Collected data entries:

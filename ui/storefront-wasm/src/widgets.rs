//! Ambient page widgets: mini-cart popover, back-to-top, newsletter,
//! mobile navigation.

use crate::dom::{self, Elements};
use crate::state;
use crate::timers;
use glow_core::TimerKind;
use web_sys::{Element, Node, ScrollBehavior, ScrollToOptions};

const NEWSLETTER_THANKS: &str = "✓ Thank you! Check your email for your 15% discount code!";

fn sync_mini_cart_aria(badge: &Element, mini: &Element) {
    let open = dom::has_class(mini, "show");
    let _ = badge.set_attribute("aria-expanded", &open.to_string());
    let _ = mini.set_attribute("aria-hidden", &(!open).to_string());
}

pub fn toggle_mini_cart(els: &Elements) {
    if let (Some(badge), Some(mini)) = (&els.cart_badge, &els.mini_cart) {
        let open = !dom::has_class(mini, "show");
        dom::toggle_class(mini, "show", open);
        sync_mini_cart_aria(badge, mini);
    }
}

/// Clicks anywhere outside the badge and popover close the popover.
pub fn close_mini_cart_outside(els: &Elements, target: Option<&Node>) {
    if let (Some(badge), Some(mini)) = (&els.cart_badge, &els.mini_cart) {
        if !mini.contains(target) && !badge.contains(target) && dom::has_class(mini, "show") {
            dom::remove_class(mini, "show");
            sync_mini_cart_aria(badge, mini);
        }
    }
}

pub fn update_back_to_top(els: &Elements) {
    if let Some(btn) = &els.back_to_top {
        let scroll_y = dom::window().scroll_y().unwrap_or(0.0);
        let show = state::with(|s| s.config.shows_back_to_top(scroll_y));
        dom::toggle_class(btn, "show", show);
    }
}

pub fn scroll_to_top() {
    let opts = ScrollToOptions::new();
    opts.set_top(0.0);
    opts.set_behavior(ScrollBehavior::Smooth);
    dom::window().scroll_to_with_scroll_to_options(&opts);
}

/// Client-only subscription: show the thanks message, clear it later.
pub fn on_newsletter_submit(els: &Elements) {
    if let Some(msg) = &els.newsletter_message {
        dom::set_text(msg, NEWSLETTER_THANKS);
    }
    let els2 = els.clone();
    timers::schedule(TimerKind::NewsletterReset, move || {
        if let Some(form) = &els2.newsletter_form {
            form.reset();
        }
        if let Some(msg) = &els2.newsletter_message {
            dom::set_text(msg, "");
        }
    });
}

pub fn toggle_nav(els: &Elements) {
    if let Some(nav) = &els.nav_links {
        let open = !dom::has_class(nav, "open");
        dom::toggle_class(nav, "open", open);
    }
}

__Task item__
Please return every line of the records that contains the word "TimerKind".

__Response area__
use glow_core::TimerKind;
    timers::schedule(TimerKind::NewsletterReset, move || {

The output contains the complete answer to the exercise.